Dana Faber, one of our patient safety experts presented claims in Plastic Surgery. During an interactive presentation, she shared some of the findings of several plastic surgery claims studied recently by our panel of expert claims reviewers. One of the goals of the claims review panels is to share information about what elements of the surgery, consultation, service, communication, documentation, follow up, etc could have been handled differently and then, importantly to share them.
Similarly, our expert Patient Safety Team recently studied the tendency, temptation, trend of texting in the medical profession.
As the first medical professional liability insurer to establish a patient safety department, The Doctors Company remains the leader in developing innovative tools that can help you reduce risk and keep your patients safe.
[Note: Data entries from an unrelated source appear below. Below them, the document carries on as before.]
//! # Batch Assembly Guard
//!
//! Marks a batch as "still being assembled" for the duration of its enqueue
//! phase. While the in-progress key exists the completion detector will not
//! dispatch, even if the counter touches zero between two enqueues.
//!
//! The marker is released on every exit path of the assembly procedure:
//!
//! - the procedure returns `Ok` or `Err`
//! - the procedure panics (the key is cleared, then the panic resumes)
//! - the `assemble_batch` future is dropped mid-flight (the delete is
//!   spawned onto the current tokio runtime)
//!
//! A stuck marker would block completion detection for the batch forever.

use super::keys::{BatchId, KeyNamespace};
use crate::error::BatchError;
use crate::store::{BatchStore, StoreProvider, StoreResult};
use futures::FutureExt;
use std::future::Future;
use std::panic::AssertUnwindSafe;
use tracing::{debug, error, info, warn};

/// Value written to the in-progress key; any present value counts as "open"
const IN_PROGRESS_MARKER: &str = "1";

#[derive(Debug, Clone)]
pub struct AssemblyGuard<S = StoreProvider> {
    store: S,
    keys: KeyNamespace,
}

impl<S> AssemblyGuard<S>
where
    S: BatchStore + Clone + 'static,
{
    pub fn new(store: S, keys: KeyNamespace) -> Self {
        Self { store, keys }
    }

    /// Run `procedure` with the batch marked as in progress
    ///
    /// The procedure is expected to enqueue the batch's units of work, each of
    /// which reports through the enqueue hook. Its result is returned as-is;
    /// if it failed, a failure to clear the marker is logged rather than
    /// replacing the procedure's error.
    pub async fn assemble_batch<F, Fut, T, E>(&self, id: &BatchId, procedure: F) -> Result<T, E>
    where
        F: FnOnce() -> Fut,
        Fut: Future<Output = Result<T, E>>,
        E: From<BatchError>,
    {
        info!(batch_id = %id, "Assembling batch");
        // Armed before the SET: a write can land even if its reply never arrives
        let mut marker = MarkerRelease::armed(self.store.clone(), self.keys.in_progress_key(id));
        self.open(id)
            .await
            .map_err(|e| E::from(BatchError::from(e)))?;

        let outcome = AssertUnwindSafe(procedure()).catch_unwind().await;
        let cleared = self.close(id).await;
        marker.disarm();

        match outcome {
            Ok(Ok(value)) => {
                cleared.map_err(|e| E::from(BatchError::from(e)))?;
                debug!(batch_id = %id, "Batch assembly finished");
                Ok(value)
            }
            Ok(Err(procedure_error)) => {
                if let Err(e) = cleared {
                    error!(
                        batch_id = %id,
                        error = %e,
                        "Failed to clear in-progress marker after assembly error"
                    );
                }
                warn!(batch_id = %id, "Batch assembly procedure failed");
                Err(procedure_error)
            }
            Err(panic) => {
                if let Err(e) = cleared {
                    error!(
                        batch_id = %id,
                        error = %e,
                        "Failed to clear in-progress marker after assembly panic"
                    );
                }
                error!(batch_id = %id, "Batch assembly procedure panicked");
                std::panic::resume_unwind(panic)
            }
        }
    }

    /// Mark the batch as being assembled
    pub async fn open(&self, id: &BatchId) -> StoreResult<()> {
        let key = self.keys.in_progress_key(id);
        self.store.set(&key, IN_PROGRESS_MARKER).await?;
        debug!(batch_id = %id, key = %key, "Batch assembly opened");
        Ok(())
    }

    /// Clear the in-progress marker
    pub async fn close(&self, id: &BatchId) -> StoreResult<()> {
        let key = self.keys.in_progress_key(id);
        self.store.delete(&key).await?;
        debug!(batch_id = %id, key = %key, "Batch assembly closed");
        Ok(())
    }

    /// Live read of the in-progress marker
    pub async fn is_assembly_in_progress(&self, id: &BatchId) -> StoreResult<bool> {
        let key = self.keys.in_progress_key(id);
        Ok(self.store.get(&key).await?.is_some())
    }
}

/// Clears the marker from `Drop` when `assemble_batch` is cancelled or the
/// marker write failed
struct MarkerRelease<S: BatchStore + Clone + 'static> {
    pending: Option<(S, String)>,
}

impl<S: BatchStore + Clone + 'static> MarkerRelease<S> {
    fn armed(store: S, key: String) -> Self {
        Self {
            pending: Some((store, key)),
        }
    }

    fn disarm(&mut self) {
        self.pending = None;
    }
}

impl<S: BatchStore + Clone + 'static> Drop for MarkerRelease<S> {
    fn drop(&mut self) {
        let Some((store, key)) = self.pending.take() else {
            return;
        };

        match tokio::runtime::Handle::try_current() {
            Ok(handle) => {
                warn!(key = %key, "Batch assembly did not close, releasing in-progress marker");
                handle.spawn(async move {
                    if let Err(e) = store.delete(&key).await {
                        error!(key = %key, error = %e, "Failed to release in-progress marker");
                    }
                });
            }
            Err(_) => {
                error!(
                    key = %key,
                    "Batch assembly cancelled outside a tokio runtime, in-progress marker left set"
                );
            }
        }
    }
}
Texting is instantaneous, convenient, and direct. However, texting can introduce some hazards….some inherent risk of confidentiality breach texting can lead to violations of the Health Insurance Portability and Accountability Act (HIPAA).
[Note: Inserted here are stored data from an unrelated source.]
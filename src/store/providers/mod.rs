//! Batch store implementations

pub mod memory;

#[cfg(feature = "store-redis")]
pub mod redis;

pub use memory::MemoryBatchStore;

#[cfg(feature = "store-redis")]
pub use self::redis::RedisBatchStore;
Here is what The Doctors’ Company recommends as safeguards against HIPAA violations.
Safeguard against HIPAA violations.
Text messages among colleagues should be encrypted and exchanged in a closed, secure network.
However, according to a member survey conducted by the College of Healthcare Information Management Executives, 96.7 percent of those surveyed allowed physicians to text, and 57.6 percent of those surveyed did not use encryption software. The underlying reasons for poor compliance with encryption could be due to lack of technical knowledge or to avoid the inconvenience of sending a message to someone who may not be able to unencrypted it.
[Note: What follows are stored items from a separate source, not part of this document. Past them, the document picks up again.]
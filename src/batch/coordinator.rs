//! # Batch Coordinator
//!
//! Detects when a dynamically-sized batch has drained and fires its completion
//! callbacks. Wires the host runtime's per-unit hooks to the counter, the
//! assembly guard and the callback registry.
//!
//! ## Protocol
//!
//! ```text
//! assemble_batch(id) ──► set <id>_in_progress
//!   └── enqueue unit ──► after_enqueue_batch ──► INCR <id>_count
//! assembly ends ───────► DEL <id>_in_progress
//!
//! unit finishes ───────► after_perform_batch ──► DECR <id>_count
//!                          └── count == 0 && no <id>_in_progress ──► callbacks
//! ```
//!
//! ## Known race
//!
//! With [`CompletionCheck::Racy`] the decrement and the flag read are two
//! separate store round-trips. Between them an assembly can close while one
//! more enqueue is still in flight, so callbacks can fire before the last unit
//! is counted. [`CompletionCheck::Atomic`] performs both reads in one store
//! operation; it closes the window between decrement and flag read but not the
//! window between an enqueue and its increment.
//!
//! A batch whose counter reaches zero while assembly is still open is not
//! re-checked when assembly closes. Its callbacks fire only if a later
//! completion drives the counter to zero again.

use super::assembly::AssemblyGuard;
use super::callbacks::CallbackRegistry;
use super::counter::CompletionCounter;
use super::keys::{BatchId, KeyNamespace};
use crate::config::{BatchConfig, CompletionCheck, CompletionConfig};
use crate::error::{BatchError, BatchResult};
use crate::store::{BatchStore, StoreProvider, StoreResult};
use serde::{Deserialize, Serialize};
use serde_json::Value;
use std::future::Future;
use tracing::{debug, info, instrument, warn};

/// What a single completion report led to
#[derive(Debug, Clone, Copy, PartialEq, Eq, Serialize, Deserialize)]
#[serde(tag = "outcome", rename_all = "snake_case")]
pub enum CompletionOutcome {
    /// Units of work are still outstanding (negative under protocol misuse)
    Pending { remaining: i64 },
    /// The counter hit zero but the batch is still being assembled
    AssemblyOpen,
    /// This completion drained the batch and the callbacks ran
    Dispatched { callbacks: usize },
}

impl CompletionOutcome {
    pub fn is_dispatched(&self) -> bool {
        matches!(self, Self::Dispatched { .. })
    }
}

/// Coordinates batch completion for one subject
#[derive(Debug, Clone)]
pub struct BatchCoordinator<S = StoreProvider> {
    guard: AssemblyGuard<S>,
    counter: CompletionCounter<S>,
    callbacks: CallbackRegistry,
    completion: CompletionConfig,
}

impl BatchCoordinator<StoreProvider> {
    /// Connect to the configured store and build a coordinator for one subject
    pub async fn from_config(config: &BatchConfig, callbacks: CallbackRegistry) -> BatchResult<Self> {
        config.validate()?;
        let store = StoreProvider::from_config(&config.store).await?;
        Ok(Self::new(
            store,
            KeyNamespace::new(config.store.key_prefix.clone()),
            callbacks,
            config.completion,
        ))
    }
}

impl<S> BatchCoordinator<S>
where
    S: BatchStore + Clone + 'static,
{
    pub fn new(
        store: S,
        keys: KeyNamespace,
        callbacks: CallbackRegistry,
        completion: CompletionConfig,
    ) -> Self {
        if completion.check == CompletionCheck::Atomic {
            info!("Batch completion check uses atomic decrement-and-probe");
        }
        if !store.is_distributed() {
            debug!(
                provider = store.provider_name(),
                "Batch coordinator running on a non-distributed store"
            );
        }

        Self {
            guard: AssemblyGuard::new(store.clone(), keys.clone()),
            counter: CompletionCounter::new(store, keys),
            callbacks,
            completion,
        }
    }

    pub fn guard(&self) -> &AssemblyGuard<S> {
        &self.guard
    }

    pub fn counter(&self) -> &CompletionCounter<S> {
        &self.counter
    }

    pub fn callbacks(&self) -> &CallbackRegistry {
        &self.callbacks
    }

    /// Run the enqueue phase of a batch with assembly marked in progress
    pub async fn assemble_batch<F, Fut, T, E>(&self, id: &BatchId, procedure: F) -> Result<T, E>
    where
        F: FnOnce() -> Fut,
        Fut: Future<Output = Result<T, E>>,
        E: From<BatchError>,
    {
        self.guard.assemble_batch(id, procedure).await
    }

    pub async fn is_assembly_in_progress(&self, id: &BatchId) -> BatchResult<bool> {
        Ok(self.guard.is_assembly_in_progress(id).await?)
    }

    /// Enqueue hook: count one more unit of work in the batch
    pub async fn on_enqueue(&self, id: &BatchId) -> BatchResult<i64> {
        Ok(self.counter.on_enqueue(id).await?)
    }

    /// Host enqueue hook; arguments are accepted for symmetry and not stored
    pub async fn after_enqueue_batch(&self, id: &BatchId, _args: &[Value]) -> BatchResult<i64> {
        self.on_enqueue(id).await
    }

    /// Host completion hook
    pub async fn after_perform_batch(
        &self,
        id: &BatchId,
        args: &[Value],
    ) -> BatchResult<CompletionOutcome> {
        self.after_complete(id, args).await
    }

    /// Count one finished unit and dispatch callbacks if the batch has drained
    ///
    /// Callbacks receive `args` of this triggering unit only. The first
    /// callback error stops dispatch and is returned; nothing is retried.
    #[instrument(skip(self, id, args), fields(batch_id = %id))]
    pub async fn after_complete(
        &self,
        id: &BatchId,
        args: &[Value],
    ) -> BatchResult<CompletionOutcome> {
        let (remaining, assembling) = self.decrement_and_check(id).await?;

        if remaining != 0 {
            if remaining < 0 {
                warn!(
                    batch_id = %id,
                    remaining = remaining,
                    "Batch count went negative, completions exceed enqueues"
                );
            }
            return Ok(CompletionOutcome::Pending { remaining });
        }

        if assembling {
            debug!(
                batch_id = %id,
                "Batch count reached zero while assembly is still in progress"
            );
            return Ok(CompletionOutcome::AssemblyOpen);
        }

        let dispatched = self.dispatch(id, args).await?;

        if self.completion.cleanup_count_key {
            self.counter.reset(id).await?;
        }

        Ok(CompletionOutcome::Dispatched {
            callbacks: dispatched,
        })
    }

    async fn decrement_and_check(&self, id: &BatchId) -> StoreResult<(i64, bool)> {
        match self.completion.check {
            CompletionCheck::Racy => {
                let remaining = self.counter.on_complete(id).await?;
                if remaining != 0 {
                    // Flag only matters at zero; skip the round-trip
                    return Ok((remaining, false));
                }
                let assembling = self.guard.is_assembly_in_progress(id).await?;
                Ok((remaining, assembling))
            }
            CompletionCheck::Atomic => {
                let keys = self.counter.keys();
                self.counter
                    .store()
                    .decrement_and_probe(&keys.count_key(id), &keys.in_progress_key(id))
                    .await
            }
        }
    }

    async fn dispatch(&self, id: &BatchId, args: &[Value]) -> BatchResult<usize> {
        info!(
            batch_id = %id,
            callbacks = self.callbacks.len(),
            "Batch complete, dispatching completion callbacks"
        );

        let mut dispatched = 0;
        for (name, callback) in self.callbacks.iter() {
            debug!(batch_id = %id, callback = name, "Invoking completion callback");
            callback
                .call(id, args)
                .await
                .map_err(|e| BatchError::CallbackFailed {
                    callback: name.to_string(),
                    message: format!("{e:#}"),
                })?;
            dispatched += 1;
        }

        Ok(dispatched)
    }
}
With penalties starting at $50,000 per HIPAA violation, safeguarding texts should be of utmost priority. In addition to encrypting texts, consider installing autolock and remote wiping programs. Autolock will lock the device when it is not in use, and it requires a password to unlock it. Wiping programs can erase data, texts, and e-mail remotely. Both types of safeguards provide additional protection in the event a device is lost or stolen.
The Joint Commission has determined that texting does not take the place of writing an order, directing care, prescribing medications;
Texting is too informal to properly document a back and forth exchange,
The mode of communication leads to the use of abbreviations and can lead to misunderstandings. The data texted is never fully deletable, which can be produced at trial and reflect poorly on the physician’s professional judgment.
If text messages are encrypted, the physicians inclined to use this can continue.
Encrypt your mobile device; have a policy that outlines the acceptable text communication information and scenarios, report any incidents of lost data or breach immediately, install remote wiping so that a lost device can be cleaned.
Further steps to take include the following:
- Know your recipient, and double check the “send” field to prevent sending confidential information to the wrong person.
- Avoid identifying patient details in texts.
- Assume that your text can be viewed by anyone in close proximity to you.
Texting is new technology,
And like imaging and telemedicine it will improve the delivery of healthcare and the communication between physicians’ their nurses, staff, colleagues and patients,
And, during this innovative, developing time when these tools are still developing right before our eyes and the use of them varies so widely, please use The Doctors Company Patient Safety Department to assist you in implementing and understanding proper use so that you do not open yourself up to the first party liability of data breach.